Sometimes, GERD patients may also have symptoms such as cough, asthma and hoarseness of their voice due to reflux of stomach acid. If medications don’t work, patients may opt for fundoplication, as well as those who can’t (or won’t) take the drugs because of possible side effects they could provoke.

Fundoplication may end up misery of persistent medication to treat GERD symptoms. Patients should be informed about the surgery, its costs, benefits and possible problems associated with this procedure.

About Fundoplication Procedure

Fundoplication surgery can be done through patient’s abdomen or the chest, or in some cases using laparoscopic technique. Surgeon saws the upper curve of the stomach (called the fundus) into place, wrapping it first around esophagus. This way, lower esophagus sphincter becomes stronger and there is no more stomach acid coming back to the esophagus and no more unpleasant and painful symptoms. Hiatal hernia is also repaired during this procedure.

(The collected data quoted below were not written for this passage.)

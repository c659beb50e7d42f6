//! Distinguished-name resolution through the host user database.

use nix::unistd::User;
use nsfs_core::FsIdentity;
use tracing::debug;

use crate::error::{IdentityError, IdentityResult};

/// Resolve either identity form to a concrete `(uid, gid)` pair.
///
/// The numeric form passes through; the distinguished-name form goes to the
/// user database on a blocking thread.
///
/// # Errors
///
/// Returns [`IdentityError::InvalidDistinguishedName`] when a named
/// identity does not resolve.
pub async fn resolve_identity(identity: &FsIdentity) -> IdentityResult<(u32, u32)> {
    match identity {
        FsIdentity::UidGid { uid, gid } => Ok((*uid, *gid)),
        FsIdentity::DistinguishedName(name) => {
            let name = name.clone();
            tokio::task::spawn_blocking(move || resolve_distinguished_name(&name))
                .await
                .map_err(|e| IdentityError::Internal(anyhow::anyhow!("resolve task failed: {e}")))?
        }
    }
}

/// Resolve a distinguished name to its `(uid, gid)` pair.
///
/// # Errors
///
/// Returns [`IdentityError::InvalidDistinguishedName`] when the name is not
/// present in the user database, and [`IdentityError::Internal`] when the
/// database itself cannot be read.
pub fn resolve_distinguished_name(name: &str) -> IdentityResult<(u32, u32)> {
    let user = User::from_name(name)
        .map_err(|e| anyhow::anyhow!("user database lookup for {name:?} failed: {e}"))?
        .ok_or_else(|| IdentityError::InvalidDistinguishedName {
            name: name.to_owned(),
        })?;

    let uid = user.uid.as_raw();
    let gid = user.gid.as_raw();
    debug!(name, uid, gid, "resolved distinguished name");
    Ok((uid, gid))
}
//! Error types for glacier workflows.

use std::path::PathBuf;

/// Errors produced by glacier tiering operations.
#[derive(Debug, thiserror::Error)]
pub enum GlacierError {
    /// The underlying WAL failed.
    #[error(transparent)]
    Wal(#[from] nsfs_wal::WalError),

    /// Filesystem I/O failure, with the path that was being touched.
    #[error("I/O error on {path}: {source}")]
    Io {
        /// The path being operated on.
        path: PathBuf,
        /// The underlying I/O error.
        #[source]
        source: std::io::Error,
    },

    /// The restore-status attribute exists but does not parse.
    #[error("malformed restore status on {path}: {source}")]
    MalformedStatus {
        /// The object carrying the attribute.
        path: PathBuf,
        /// The underlying JSON error.
        #[source]
        source: serde_json::Error,
    },

    /// Internal error with context.
    #[error(transparent)]
    Internal(#[from] anyhow::Error),
}

impl GlacierError {
    /// Wrap an I/O error together with the path it occurred on.
    pub fn io(path: impl Into<PathBuf>, source: std::io::Error) -> Self {
        Self::Io {
            path: path.into(),
            source,
        }
    }
}

/// Convenience result type for glacier operations.
pub type GlacierResult<T> = Result<T, GlacierError>;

This is surgery done under general anesthesia and you will be sleeping for the whole procedure. After the surgery, you may expect to spend several days in the hospital (if yours was an open surgery). Recovery after open surgeries usually takes 4 to 6 weeks.

Laparoscopic surgery requires only several days of hospitalization and there is significantly less pain for the patient. Several weeks after the surgery you will be ready to work. Change of diet is required for all patients who had fundoplication surgery. Until the incision and wounds heal, you may need to eat only soft food. Doctors recommend eating slowly and chewing the food properly.

Fundoplication Risks

This type of surgery is done under general anesthesia and there are health risks regarding the use of medications to induce anesthesia and also risks of infection and some bleeding during the surgery. After the surgery, patients may experience recurrent heartburn, bloating, excess gas and gas buildup and swallowing difficulties. In some patients, esophagus may slide out the wrapped portion of the stomach and lower esophageal sphincter remains unsupported.

As mentioned, patients may also expect some pains on the incision sites, especially bothersome for some people who underwent open fundoplication surgery and less problematic for laparoscopic fundoplication.

This procedure can’t be reversed and for some patients even second surgery won’t be able to resolve all unpleasant GERD symptoms.